Faburel est très critique envers les Métropoles, ces grandes villes agissant désormais comme de grandes firmes concurrentes, et j’en conviens. Quand il veut nous dépeindre les avantages des différents mouvements de résistance à cet univers, se tournant vers les ZAD (Voir T88) , et autres mouvements d’occupation, je ne peux que souscrire. Reste le sentiment de rester sur sa faim : Les 10 aires urbaines les plus peuplées en France rassemblent 24 millions d’habitants : il importe que les solutions proposées soient à la hauteur de ce chiffre. Présenter comme le résultat de 25 ans de travail ce tour de France des initiatives, si sympathiques soient-elles, n’est pas convainquant. Et imaginer ? C’est possible ?

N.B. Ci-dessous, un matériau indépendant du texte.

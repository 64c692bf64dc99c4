//! Shared statistical helpers for the metric families

use ndarray::{Array1, Array2};

/// Shannon entropy of a count distribution, in nats
///
/// 0 for an empty, single-valued, or fully concentrated distribution;
/// `ln(m)` for `m` equal counts.
pub fn entropy(counts: &[f64]) -> f64 {
    let total: f64 = counts.iter().filter(|&&c| c > 0.0).sum();
    if total <= 0.0 {
        return 0.0;
    }
    counts
        .iter()
        .filter(|&&c| c > 0.0)
        .map(|&c| {
            let p = c / total;
            -p * p.ln()
        })
        .sum()
}

/// Gini coefficient over a count distribution
///
/// 0 for empty input, a single value, or perfectly equal counts; grows
/// toward 1 as the mass concentrates.
pub fn gini(counts: &[f64]) -> f64 {
    let n = counts.len();
    if n < 2 {
        return 0.0;
    }
    let mean: f64 = counts.iter().sum::<f64>() / n as f64;
    if mean <= 0.0 {
        return 0.0;
    }
    let mut abs_diff_sum = 0.0;
    for i in 0..n {
        for j in 0..n {
            abs_diff_sum += (counts[i] - counts[j]).abs();
        }
    }
    abs_diff_sum / (2.0 * (n * n) as f64 * mean)
}

/// The q-th percentile (0..=100) by linear interpolation over sorted data
///
/// Returns 0.0 for empty input.
pub fn percentile(values: &[f64], q: f64) -> f64 {
    if values.is_empty() {
        return 0.0;
    }
    let mut sorted = values.to_vec();
    sorted.sort_by(|a, b| a.partial_cmp(b).unwrap_or(std::cmp::Ordering::Equal));
    let rank = (q / 100.0).clamp(0.0, 1.0) * (sorted.len() - 1) as f64;
    let lo = rank.floor() as usize;
    let hi = rank.ceil() as usize;
    if lo == hi {
        sorted[lo]
    } else {
        let frac = rank - lo as f64;
        sorted[lo] * (1.0 - frac) + sorted[hi] * frac
    }
}

/// Mean after trimming `trim_frac / 2` of the mass at each end
///
/// `trim_frac` 0.1 drops the bottom and top 5%; 0.9 keeps the central
/// decile. Falls back to the plain mean when trimming would drop
/// everything.
pub fn trimmed_mean(values: &[f64], trim_frac: f64) -> f64 {
    if values.is_empty() {
        return 0.0;
    }
    let mut sorted = values.to_vec();
    sorted.sort_by(|a, b| a.partial_cmp(b).unwrap_or(std::cmp::Ordering::Equal));
    let cut = ((sorted.len() as f64) * trim_frac / 2.0).floor() as usize;
    let kept = &sorted[cut..sorted.len() - cut];
    if kept.is_empty() {
        return sorted.iter().sum::<f64>() / sorted.len() as f64;
    }
    kept.iter().sum::<f64>() / kept.len() as f64
}

/// Project row vectors onto their top two principal components
///
/// Power iteration with deflation over the centered data; deterministic
/// start vectors, no randomness. Input dimensionality is truncated to
/// `max_dims` columns first. Returns an (n, 2) matrix.
pub fn pca_project_2d(rows: &[&[f32]], max_dims: usize) -> Array2<f64> {
    let n = rows.len();
    let dim = rows.first().map(|r| r.len().min(max_dims)).unwrap_or(0);
    let mut x = Array2::<f64>::zeros((n, dim));
    for (i, row) in rows.iter().enumerate() {
        for (j, &v) in row.iter().take(dim).enumerate() {
            x[[i, j]] = v as f64;
        }
    }

    // Center columns
    if n > 0 {
        let mean: Array1<f64> = x.sum_axis(ndarray::Axis(0)) / n as f64;
        for mut row in x.rows_mut() {
            row -= &mean;
        }
    }

    let mut projected = Array2::<f64>::zeros((n, 2));
    let mut deflated = x.clone();
    for comp in 0..2usize {
        if dim == 0 {
            break;
        }
        // Deterministic start: alternating unit-ish vector per component
        let mut v: Array1<f64> =
            Array1::from_iter((0..dim).map(|j| if j % 2 == comp { 1.0 } else { 0.5 }));
        normalize_inplace(&mut v);
        for _ in 0..50 {
            // v ← Xᵀ (X v), avoiding the dim×dim covariance matrix
            let xv = deflated.dot(&v);
            let mut next = deflated.t().dot(&xv);
            let norm = normalize_inplace(&mut next);
            if norm < 1e-12 {
                break;
            }
            v = next;
        }
        let scores = deflated.dot(&v);
        for i in 0..n {
            projected[[i, comp]] = scores[i];
        }
        // Deflate: remove the captured component
        for i in 0..n {
            for j in 0..dim {
                deflated[[i, j]] -= scores[i] * v[j];
            }
        }
    }
    projected
}

fn normalize_inplace(v: &mut Array1<f64>) -> f64 {
    let norm = v.iter().map(|x| x * x).sum::<f64>().sqrt();
    if norm > 0.0 {
        *v /= norm;
    }
    norm
}

/// Area of the convex hull of 2D points (monotone chain)
///
/// Returns 0.0 for fewer than 3 points or a degenerate (collinear) set.
pub fn convex_hull_area(points: &[(f64, f64)]) -> f64 {
    if points.len() < 3 {
        return 0.0;
    }
    let mut pts = points.to_vec();
    pts.sort_by(|a, b| {
        a.0.partial_cmp(&b.0)
            .unwrap_or(std::cmp::Ordering::Equal)
            .then(a.1.partial_cmp(&b.1).unwrap_or(std::cmp::Ordering::Equal))
    });
    pts.dedup();
    if pts.len() < 3 {
        return 0.0;
    }

    let cross = |o: (f64, f64), a: (f64, f64), b: (f64, f64)| -> f64 {
        (a.0 - o.0) * (b.1 - o.1) - (a.1 - o.1) * (b.0 - o.0)
    };

    let mut lower: Vec<(f64, f64)> = Vec::new();
    for &p in &pts {
        while lower.len() >= 2 && cross(lower[lower.len() - 2], lower[lower.len() - 1], p) <= 0.0 {
            lower.pop();
        }
        lower.push(p);
    }
    let mut upper: Vec<(f64, f64)> = Vec::new();
    for &p in pts.iter().rev() {
        while upper.len() >= 2 && cross(upper[upper.len() - 2], upper[upper.len() - 1], p) <= 0.0 {
            upper.pop();
        }
        upper.push(p);
    }
    lower.pop();
    upper.pop();
    let hull: Vec<(f64, f64)> = lower.into_iter().chain(upper).collect();
    if hull.len() < 3 {
        return 0.0;
    }

    // Shoelace
    let mut area = 0.0;
    for i in 0..hull.len() {
        let (x1, y1) = hull[i];
        let (x2, y2) = hull[(i + 1) % hull.len()];
        area += x1 * y2 - x2 * y1;
    }
    area.abs() / 2.0
}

J’aurai au moins pêché ceci, guère réconfortant, mais qui justifie ma démarche depuis la Trace 2, axée sur la ville : « Comment peut-elle encore être le lieu de l’hospitalité, de la dignité, de liberté subjective et de l’émancipation collective alors qu’elle se bâtit sur des niches d’activités socialement excluantes, écologiquement prédatrices et politiquement à des années-lumière du recouvrement par chacun de sa puissance d’agir ? » GF
Et cette donnée de base, dramatique, pensant à l’Ukraine : « La durée moyenne d’autonomie alimentaire des cent plus grandes villes françaises est de 3 à 5 jours. » GF
Guillaume Faburel nous renvoie lui aussi au biorégionalisme de Magnaghi , écrivant dans « La biorégion humaine » (2014) : « Nos efforts de projets tendent vers l’horizon d’un dépassement et d’une inversion du processus d’urbanisation dans le monde en proposant un contre-exode basé sur la reterritorialisation des peuples et la recherche de nouvelles formes d’équilibre entre les communautés établies, le milieu ambiant et les patrimoines locaux. »AM
« Pour en finir avec les grandes villes- Manifeste pour une société écologique post-urbaine. » du même Guillaume Faburel (2020), est malgré, ou à cause, de son titre excessif, assez décevant. On y trouve du moins quelques données , pour aller vers l’autonomie alimentaire, notre premier objectif dans ce texte : « Atteindre une autonomie plus largement écologique pour les grandes villes impliquerait de produire entre 90 et 100 % d’énergies renouvelables, de libérer 60% des sols pour le cycle de l’eau, de remettre en pleine terre 50% des sols pour la production alimentaire vivrière et de restituer aux écosystèmes au moins 15% des terres urbanisées… » GF
Autant dire que ce n’est pas pour demain … Quand Paris, Lille ou Nice ne disposent que de 15 m2 maximum d’espace vert par habitant….Et que : « Une autonomie alimentaire – végétale avec petit élevage d’appoint- respectueuse de la biocapacité du lieu nécessite 700 à 1000 m2 de terre par personne. » GF
Nous ne voulons pas, quant à nous, en « finir avec les grandes villes », ni les achever, mais plutôt ouvrir d’autres pistes, larges. Le thème des communs, si employé par Faburel, nous guidera : révision théorique, et pratique, seront au programme.